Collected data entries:
────────────────
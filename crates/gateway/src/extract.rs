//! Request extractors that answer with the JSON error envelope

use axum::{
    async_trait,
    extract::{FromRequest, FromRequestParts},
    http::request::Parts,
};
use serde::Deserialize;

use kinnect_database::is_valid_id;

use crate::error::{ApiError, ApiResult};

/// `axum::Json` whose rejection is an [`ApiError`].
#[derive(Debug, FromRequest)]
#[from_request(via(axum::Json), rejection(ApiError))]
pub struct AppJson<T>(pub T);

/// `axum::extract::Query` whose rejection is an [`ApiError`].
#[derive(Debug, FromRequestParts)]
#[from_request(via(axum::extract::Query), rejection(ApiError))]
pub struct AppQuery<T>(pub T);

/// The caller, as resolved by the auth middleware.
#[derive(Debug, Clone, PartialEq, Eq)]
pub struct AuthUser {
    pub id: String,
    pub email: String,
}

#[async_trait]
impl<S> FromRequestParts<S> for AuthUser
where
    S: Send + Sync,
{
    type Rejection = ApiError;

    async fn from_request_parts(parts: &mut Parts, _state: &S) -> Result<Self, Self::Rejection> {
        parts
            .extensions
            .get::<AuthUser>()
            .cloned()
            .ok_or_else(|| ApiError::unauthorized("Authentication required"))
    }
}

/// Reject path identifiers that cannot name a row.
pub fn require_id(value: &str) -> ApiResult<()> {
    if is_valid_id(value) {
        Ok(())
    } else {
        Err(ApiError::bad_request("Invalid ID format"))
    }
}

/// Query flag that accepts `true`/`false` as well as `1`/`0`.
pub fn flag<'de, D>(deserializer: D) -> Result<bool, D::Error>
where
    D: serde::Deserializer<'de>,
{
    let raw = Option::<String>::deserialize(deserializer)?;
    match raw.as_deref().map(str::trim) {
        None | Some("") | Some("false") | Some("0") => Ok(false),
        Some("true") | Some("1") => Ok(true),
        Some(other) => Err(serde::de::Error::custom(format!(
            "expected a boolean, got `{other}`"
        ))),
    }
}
────────────────
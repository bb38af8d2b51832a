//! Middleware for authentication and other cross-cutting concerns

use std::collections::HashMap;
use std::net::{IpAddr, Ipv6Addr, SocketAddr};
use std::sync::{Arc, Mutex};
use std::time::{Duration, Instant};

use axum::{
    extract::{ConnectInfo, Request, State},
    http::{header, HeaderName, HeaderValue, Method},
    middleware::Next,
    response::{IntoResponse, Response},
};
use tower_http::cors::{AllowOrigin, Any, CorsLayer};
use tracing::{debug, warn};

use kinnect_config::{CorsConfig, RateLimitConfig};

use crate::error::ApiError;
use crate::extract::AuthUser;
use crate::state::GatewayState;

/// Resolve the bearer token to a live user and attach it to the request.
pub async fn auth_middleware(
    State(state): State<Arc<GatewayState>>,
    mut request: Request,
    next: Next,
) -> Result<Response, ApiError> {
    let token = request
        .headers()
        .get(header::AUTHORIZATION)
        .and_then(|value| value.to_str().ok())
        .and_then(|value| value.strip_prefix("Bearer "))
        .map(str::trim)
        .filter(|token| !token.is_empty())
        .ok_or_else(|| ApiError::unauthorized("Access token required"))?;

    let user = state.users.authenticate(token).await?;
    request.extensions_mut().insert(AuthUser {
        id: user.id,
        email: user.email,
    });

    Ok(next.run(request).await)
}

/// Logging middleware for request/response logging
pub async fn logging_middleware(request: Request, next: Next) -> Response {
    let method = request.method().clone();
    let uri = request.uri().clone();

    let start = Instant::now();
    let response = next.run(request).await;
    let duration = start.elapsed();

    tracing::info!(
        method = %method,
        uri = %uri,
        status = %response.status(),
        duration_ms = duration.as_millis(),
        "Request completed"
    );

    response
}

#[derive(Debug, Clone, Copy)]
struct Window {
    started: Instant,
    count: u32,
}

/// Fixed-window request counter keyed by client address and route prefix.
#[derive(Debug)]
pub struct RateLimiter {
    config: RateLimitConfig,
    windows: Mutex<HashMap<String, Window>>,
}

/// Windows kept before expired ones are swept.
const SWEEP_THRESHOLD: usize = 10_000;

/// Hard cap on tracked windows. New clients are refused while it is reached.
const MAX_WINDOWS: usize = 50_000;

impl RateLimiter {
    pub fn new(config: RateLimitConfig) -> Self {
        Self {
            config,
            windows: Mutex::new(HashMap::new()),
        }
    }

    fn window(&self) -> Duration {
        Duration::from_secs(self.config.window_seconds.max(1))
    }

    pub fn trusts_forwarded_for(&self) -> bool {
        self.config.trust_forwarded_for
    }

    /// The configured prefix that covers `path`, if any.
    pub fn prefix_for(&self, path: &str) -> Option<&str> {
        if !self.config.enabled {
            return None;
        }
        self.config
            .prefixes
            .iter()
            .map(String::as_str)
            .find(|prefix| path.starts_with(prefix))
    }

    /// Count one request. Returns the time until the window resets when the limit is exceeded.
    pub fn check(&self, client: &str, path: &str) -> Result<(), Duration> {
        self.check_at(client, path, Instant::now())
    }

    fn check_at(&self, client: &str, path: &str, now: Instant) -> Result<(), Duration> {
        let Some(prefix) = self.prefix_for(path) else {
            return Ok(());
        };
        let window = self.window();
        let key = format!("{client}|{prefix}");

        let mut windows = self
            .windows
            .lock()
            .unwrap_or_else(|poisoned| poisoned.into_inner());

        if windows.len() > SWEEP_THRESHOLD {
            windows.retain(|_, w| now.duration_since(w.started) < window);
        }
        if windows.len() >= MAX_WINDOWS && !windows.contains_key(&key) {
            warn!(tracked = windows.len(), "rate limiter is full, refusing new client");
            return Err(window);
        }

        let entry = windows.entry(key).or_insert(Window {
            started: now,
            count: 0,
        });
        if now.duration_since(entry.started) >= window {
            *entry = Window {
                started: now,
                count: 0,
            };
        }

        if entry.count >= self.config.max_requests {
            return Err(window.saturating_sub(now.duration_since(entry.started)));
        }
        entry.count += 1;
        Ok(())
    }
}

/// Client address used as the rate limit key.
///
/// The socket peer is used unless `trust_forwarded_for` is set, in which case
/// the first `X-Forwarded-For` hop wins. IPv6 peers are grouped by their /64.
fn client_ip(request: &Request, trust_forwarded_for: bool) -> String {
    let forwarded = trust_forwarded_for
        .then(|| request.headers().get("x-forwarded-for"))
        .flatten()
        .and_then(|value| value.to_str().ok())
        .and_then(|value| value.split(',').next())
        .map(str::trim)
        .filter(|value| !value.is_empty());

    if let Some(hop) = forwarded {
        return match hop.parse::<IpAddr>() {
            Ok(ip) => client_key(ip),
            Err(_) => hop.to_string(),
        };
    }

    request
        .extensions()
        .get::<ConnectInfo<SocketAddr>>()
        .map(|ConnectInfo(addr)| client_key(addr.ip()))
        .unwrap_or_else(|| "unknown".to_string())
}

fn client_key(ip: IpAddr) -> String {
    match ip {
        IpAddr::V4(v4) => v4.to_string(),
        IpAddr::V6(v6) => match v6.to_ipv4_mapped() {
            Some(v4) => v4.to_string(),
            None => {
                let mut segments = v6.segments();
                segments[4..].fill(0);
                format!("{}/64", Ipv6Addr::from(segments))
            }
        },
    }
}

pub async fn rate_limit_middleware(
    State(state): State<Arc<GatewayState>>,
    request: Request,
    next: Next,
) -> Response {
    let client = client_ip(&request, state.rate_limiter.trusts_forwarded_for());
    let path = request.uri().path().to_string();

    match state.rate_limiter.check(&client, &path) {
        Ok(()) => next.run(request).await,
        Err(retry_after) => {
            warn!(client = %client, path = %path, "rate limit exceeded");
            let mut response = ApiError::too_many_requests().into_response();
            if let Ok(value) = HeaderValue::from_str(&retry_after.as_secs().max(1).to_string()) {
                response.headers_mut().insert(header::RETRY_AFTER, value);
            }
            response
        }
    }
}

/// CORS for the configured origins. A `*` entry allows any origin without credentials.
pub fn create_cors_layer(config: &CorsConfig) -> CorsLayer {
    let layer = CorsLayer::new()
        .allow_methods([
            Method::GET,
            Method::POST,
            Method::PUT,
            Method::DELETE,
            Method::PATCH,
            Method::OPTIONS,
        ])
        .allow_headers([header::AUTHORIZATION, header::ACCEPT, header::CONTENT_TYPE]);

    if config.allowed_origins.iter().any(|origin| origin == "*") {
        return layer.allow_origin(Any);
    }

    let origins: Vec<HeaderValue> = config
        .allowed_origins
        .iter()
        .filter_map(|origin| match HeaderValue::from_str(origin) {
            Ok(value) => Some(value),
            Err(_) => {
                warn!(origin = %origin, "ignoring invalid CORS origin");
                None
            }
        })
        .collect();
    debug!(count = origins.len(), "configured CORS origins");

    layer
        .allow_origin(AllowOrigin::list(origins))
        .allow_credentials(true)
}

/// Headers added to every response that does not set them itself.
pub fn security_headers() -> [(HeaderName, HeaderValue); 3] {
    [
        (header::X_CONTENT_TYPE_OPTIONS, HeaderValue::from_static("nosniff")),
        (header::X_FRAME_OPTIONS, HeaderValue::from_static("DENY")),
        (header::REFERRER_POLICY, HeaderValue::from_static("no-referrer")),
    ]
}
────────────────
## [WORK INSTRUCTION]
Copy every line from the records above that contains the string "segments".

## [REPLY TO THE TASK]
                let mut segments = v6.segments();
                segments[4..].fill(0);
                format!("{}/64", Ipv6Addr::from(segments))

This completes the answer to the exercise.